The concert of music by the Strausses of Vienna played by a marvelous modest-sized orchestra Saturday evening at the Kennedy Center Concert Hall was, in its way, an unassuming affair. That was one of the numerous charms.

It was a group called the Vienna Johann Strauss Orchestra, founded in 1966 by Eduard Strauss, the Waltz King's grand nephew, and dedicated to satisfying the understandably insatiable appetite that sane listeners have for waltzes, polkas and marches by the Strauss family.

The group's goal is not to make this precious lode of beguiling 19th-century lyricism dazzling, an approach that usually backfires.

Strauss needs to flow -- and that is what happened Saturday night. It is not so much a question of precision as it is of the ease in the inflections, and of keeping it within a reasonably intimate dynamic scale. In the latter aspect, an orchestra of 42 like this one has a built-in advantage over even so mellifluous a Strauss ensemble as the Vienna Philharmonic.

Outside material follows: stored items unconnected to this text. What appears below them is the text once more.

//! Running balance tracking for a single schedule

/// State of the loan at a point in time during amortization
#[derive(Debug, Clone)]
pub struct AmortizationState {
    /// Current month (1-indexed once the first period starts)
    pub month: u32,

    /// Outstanding principal, not floored
    pub balance: f64,

    /// Interest accumulated through the current month
    pub cumulative_interest: f64,
}

impl AmortizationState {
    /// Initialize state at loan origination
    pub fn new(principal: f64) -> Self {
        Self {
            month: 0,
            balance: principal,
            cumulative_interest: 0.0,
        }
    }

    /// Advance to next month
    pub fn advance_month(&mut self) {
        self.month += 1;
    }

    /// Interest charged on the outstanding balance for one period
    pub fn interest_due(&self, monthly_rate: f64) -> f64 {
        self.balance * monthly_rate
    }

    /// Record one period's interest and principal repayment
    pub fn apply_payment(&mut self, interest: f64, principal: f64) {
        self.cumulative_interest += interest;
        self.balance -= principal;
    }

    /// Balance as reported in a schedule row
    pub fn reported_balance(&self) -> f64 {
        if self.balance > 0.0 {
            self.balance
        } else {
            0.0
        }
    }

    pub fn is_paid_off(&self) -> bool {
        self.balance <= 0.0
    }
}

#[cfg(test)]
mod tests {
    use super::*;

    #[test]
    fn test_apply_payment() {
        let mut state = AmortizationState::new(1000.0);
        state.advance_month();
        let interest = state.interest_due(0.01);
        assert_eq!(interest, 10.0);

        state.apply_payment(interest, 90.0);
        assert_eq!(state.month, 1);
        assert_eq!(state.balance, 910.0);
        assert_eq!(state.cumulative_interest, 10.0);
    }

    #[test]
    fn test_reported_balance_floors_without_touching_balance() {
        let mut state = AmortizationState::new(100.0);
        state.apply_payment(0.0, 100.5);
        assert_eq!(state.reported_balance(), 0.0);
        assert_eq!(state.balance, -0.5);
        assert!(state.is_paid_off());
    }
}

In the manner in which the Strauss orchestra does this repertory, it verges on chamber music -- to the point that conductor Kurt Wo ss could indulge in all kinds of extramusical antics. At one point he wandered off stage right only to emerge a minute later through the door of stage left.

Other comic moments included the flashing on and off of the Concert Hall lights for the "Thunder and Lightning" Polka, during which a violinist provided the conductor with an umbrella. Hokey? Not really, in this period, potted-palm context (there really were potted palms spaced around the back of the stage).

The high point: probably the waltz "Wo die Zitronen blu h'n."

It was not a brilliant concert, but an enormously satisfying one -- which in Strauss is what matters the most.